The title and class of equity securities to which this Schedule 13D/A relates is common stock of Avalanche International Corporation (the “Issuer”). The address of the principal executive offices of the Issuer is 5940 S. Rainbow Blvd., Las Vegas, Nevada 89118.

Item 2.     Identity and Background

(a) This statement is filed on behalf of DPW Holdings, Inc., a Delaware corporation (the “Reporting Person”).

(b) The Reporting Person's business address is 201 Shipyard Way, Newport Beach, California 92663.

(c) Not applicable.

(d) During the last five years, the Reporting Person has not been convicted in a criminal proceeding (excluding traffic violations or similar misdemeanors).

(e) During the last five years, the Reporting Person has not been a party to a civil proceeding of a judicial or administrative body of competent jurisdiction and as a result thereof was or is subject to a judgment, decree or final order enjoining future violations of, or prohibiting or mandating activities subject to, federal or state securities laws or finding any violation with respect to such laws.

(f) The Reporting Person is a Delaware corporation.

Item 3.     Source and Amount of Funds or Other Considerations

The Reporting Person made loans and advances to the Issuer and purchased the Issuer’s common stock with the Reporting Person’s working capital.

Item 4.     Purpose of Transaction

This Schedule 13D/A is filed to report a series of transactions in which the Reporting Person purchased an additional aggregate of 395,402 shares of the Issuer’s common stock (the “Common Stock”) in the open market since its Schedule 13D filed with the SEC on September 7, 2017 and therefore presently owns an aggregate of 709,633 such shares.

The Reporting Person has acquired the Common Stock, Convertible Promissory Note, and Warrant described in Item 5 for investment purposes.

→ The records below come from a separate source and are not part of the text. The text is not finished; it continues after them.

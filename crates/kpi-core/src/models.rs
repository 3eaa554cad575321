use chrono::NaiveDate;
use serde::{Deserialize, Serialize};
use std::fmt;

/// Selector value meaning "no restriction on this dimension".
pub const ALL: &str = "ALL";

/// Key identifying a client.
///
/// Ids that look like integers are kept numeric so that `2 < 10` orders the
/// way a spreadsheet user expects; everything else is kept verbatim.
#[derive(Debug, Clone, PartialEq, Eq, Hash, PartialOrd, Ord, Serialize, Deserialize)]
#[serde(untagged)]
pub enum ClientId {
    Numeric(i64),
    Text(String),
}

impl ClientId {
    /// Build a client id from a raw cell value. Blank input yields `None`.
    pub fn parse(raw: &str) -> Option<Self> {
        let trimmed = raw.trim();
        if trimmed.is_empty() {
            return None;
        }
        match trimmed.parse::<i64>() {
            Ok(n) => Some(ClientId::Numeric(n)),
            Err(_) => Some(ClientId::Text(trimmed.to_string())),
        }
    }
}

impl fmt::Display for ClientId {
    fn fmt(&self, f: &mut fmt::Formatter<'_>) -> fmt::Result {
        match self {
            ClientId::Numeric(n) => write!(f, "{}", n),
            ClientId::Text(s) => f.write_str(s),
        }
    }
}

/// A single sale read from the transaction source.
#[derive(Debug, Clone, PartialEq, Serialize, Deserialize)]
pub struct TransactionRecord {
    /// Opaque transaction identifier.
    pub transaction_id: String,
    /// Buying client; `None` rows are left out of client-keyed KPIs.
    pub client_id: Option<ClientId>,
    /// Transaction amount, `None` when the cell could not be coerced.
    pub amount: Option<f64>,
    /// Product category.
    pub category: Option<String>,
    /// Payment method (card, cash, ...).
    pub payment_mode: Option<String>,
    /// Store the sale happened in.
    pub store: Option<String>,
    /// Units sold.
    pub quantity: Option<i64>,
    /// Client satisfaction score in `1..=5`.
    pub satisfaction: Option<u8>,
    /// Calendar date of the transaction.
    pub date: NaiveDate,
}

// ── Filter selectors ──────────────────────────────────────────────────────────

/// One categorical filter dimension: either a concrete value or `ALL`.
#[derive(Debug, Clone, PartialEq, Eq, Default, Serialize, Deserialize)]
#[serde(from = "String", into = "String")]
pub enum Selector {
    #[default]
    All,
    Only(String),
}

impl Selector {
    /// Whether `value` passes this selector.
    ///
    /// A missing value never matches a concrete selector.
    pub fn matches(&self, value: Option<&str>) -> bool {
        match self {
            Selector::All => true,
            Selector::Only(wanted) => value == Some(wanted.as_str()),
        }
    }

    pub fn is_all(&self) -> bool {
        matches!(self, Selector::All)
    }
}

impl From<String> for Selector {
    fn from(value: String) -> Self {
        let trimmed = value.trim();
        if trimmed.is_empty() || trimmed.eq_ignore_ascii_case(ALL) {
            Selector::All
        } else {
            Selector::Only(trimmed.to_string())
        }
    }
}

impl From<&str> for Selector {
    fn from(value: &str) -> Self {
        Selector::from(value.to_string())
    }
}

impl From<Option<String>> for Selector {
    fn from(value: Option<String>) -> Self {
        value.map(Selector::from).unwrap_or_default()
    }
}

impl From<Selector> for String {
    fn from(selector: Selector) -> Self {
        match selector {
            Selector::All => ALL.to_string(),
            Selector::Only(v) => v,
        }
    }
}

impl fmt::Display for Selector {
    fn fmt(&self, f: &mut fmt::Formatter<'_>) -> fmt::Result {
        match self {
            Selector::All => f.write_str(ALL),
            Selector::Only(v) => f.write_str(v),
        }
    }
}

// ── FilterSpec ────────────────────────────────────────────────────────────────

/// The five degrees of freedom a dashboard user can filter on.
///
/// Built fresh for every interaction through the consuming `with_*` methods
/// and never modified afterwards. Missing JSON keys default to `ALL` and an
/// unbounded date range.
#[derive(Debug, Clone, PartialEq, Eq, Default, Serialize, Deserialize)]
#[serde(default)]
pub struct FilterSpec {
    pub store: Selector,
    pub category: Selector,
    pub payment_mode: Selector,
    /// Inclusive lower date bound.
    pub start: Option<NaiveDate>,
    /// Inclusive upper date bound.
    pub end: Option<NaiveDate>,
}

impl FilterSpec {
    /// A filter that keeps every row.
    pub fn all() -> Self {
        Self::default()
    }

    pub fn with_store(mut self, store: impl Into<Selector>) -> Self {
        self.store = store.into();
        self
    }

    pub fn with_category(mut self, category: impl Into<Selector>) -> Self {
        self.category = category.into();
        self
    }

    pub fn with_payment_mode(mut self, payment_mode: impl Into<Selector>) -> Self {
        self.payment_mode = payment_mode.into();
        self
    }

    pub fn with_date_range(mut self, start: Option<NaiveDate>, end: Option<NaiveDate>) -> Self {
        self.start = start;
        self.end = end;
        self
    }

    /// `true` when no dimension restricts the data.
    pub fn is_unrestricted(&self) -> bool {
        self.store.is_all()
            && self.category.is_all()
            && self.payment_mode.is_all()
            && self.start.is_none()
            && self.end.is_none()
    }
}

// ── Coercion diagnostics ──────────────────────────────────────────────────────

/// What went wrong when coercing a single cell.
#[derive(Debug, Clone, Copy, PartialEq, Eq, Hash, Serialize, Deserialize)]
#[serde(rename_all = "snake_case")]
pub enum CoercionKind {
    /// Amount is not a number; stored as missing.
    InvalidAmount,
    /// Amount parsed but is below zero; kept as is.
    NegativeAmount,
    /// Date did not parse; the row is skipped.
    InvalidDate,
    /// Quantity is not an integer; stored as missing.
    InvalidQuantity,
    /// Satisfaction is not an integer; stored as missing.
    InvalidSatisfaction,
    /// Satisfaction is outside `1..=5`; stored as missing.
    SatisfactionOutOfRange,
}

/// A cell that failed numeric or date coercion during load.
#[derive(Debug, Clone, PartialEq, Eq, Serialize, Deserialize)]
pub struct CoercionWarning {
    /// 1-based source line, header included.
    pub row: usize,
    /// Header name of the offending column.
    pub column: String,
    /// Raw cell content.
    pub value: String,
    pub kind: CoercionKind,
}

/// How to read the decimal separator of textual amounts.
#[derive(Debug, Clone, Copy, PartialEq, Eq, Default, Serialize, Deserialize, clap::ValueEnum)]
#[serde(rename_all = "lowercase")]
pub enum DecimalSeparator {
    /// Whichever of `.` / `,` comes last is the decimal mark.
    #[default]
    Auto,
    /// `1,234.50`
    Dot,
    /// `1.234,50`
    Comma,
}
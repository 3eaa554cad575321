use std::path::PathBuf;
use thiserror::Error;

/// Fatal problems with a transaction source. Any of these aborts the load
/// before a single KPI is computed.
#[derive(Error, Debug)]
pub enum DataFormatError {
    /// The source could not be opened or read from disk.
    #[error("Failed to read source {path}: {source}")]
    FileRead {
        path: PathBuf,
        #[source]
        source: std::io::Error,
    },

    /// The file extension is not one we know how to read.
    #[error("Unsupported source type: {0}")]
    UnsupportedSource(PathBuf),

    /// A delimited-text source is malformed.
    #[error("CSV error: {0}")]
    Csv(#[from] csv::Error),

    /// A workbook could not be decoded.
    #[error("Workbook error: {0}")]
    Workbook(#[from] calamine::Error),

    /// The requested worksheet does not exist, or the workbook has none.
    #[error("Worksheet not found: {0}")]
    WorksheetNotFound(String),

    /// The source has no header row or no data rows.
    #[error("Source is empty or has no data rows")]
    EmptySource,

    /// One or more required columns could not be matched to a header.
    #[error("Missing required columns: {}", .0.join(", "))]
    MissingColumns(Vec<String>),
}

The Reporting Person intends to review and evaluate its investment in the Issuer’s shares of Common Stock, Convertible Promissory Note and Warrant on an ongoing basis and may, depending upon its evaluation of the business and prospects of the Issuer, or such other considerations as it may deem relevant, determine to increase, decrease, or dispose of its holdings of the shares of common stock of the Issuer, Convertible Promissory Note, Warrants and underlying common stock, engage in hedging transactions, evaluate a potential acquisition of the Issuer or of assets of the Issuer.

Consistent therewith, the Reporting Person may, subject to applicable law and the terms of any confidentiality agreement with the Issuer, continue to engage in communications regarding such matters with members of management and the Board of Directors of the Issuer, and initiate such communications with other current or prospective shareholders, industry analysts, existing or potential strategic partners or competitors, investment and financing professionals, sources of credit and other investors. Such factors and discussions may materially affect, and result in, the Reporting Person, subject to applicable law, modifying its ownership of securities of the Issuer, exchanging information with the Issuer, proposing changes in the Issuer’s operations, governance or capitalization, or in proposing one or more of the other actions described in subsections (a) through (j) of Item 4 of Schedule 13D.

In addition, the Reporting Person reserves the right to formulate other plans and/or make other proposals, and take such actions with respect to its investment in the Issuer, including any or all of the actions set forth in paragraphs (a) through (j) of Item 4 of Schedule 13D, or acquire additional securities of the Issuer or dispose of all the securities of the Issuer beneficially owned by it, in public market or privately negotiated transactions. The Reporting Person may at any time reconsider and change their plans or proposals relating to the foregoing.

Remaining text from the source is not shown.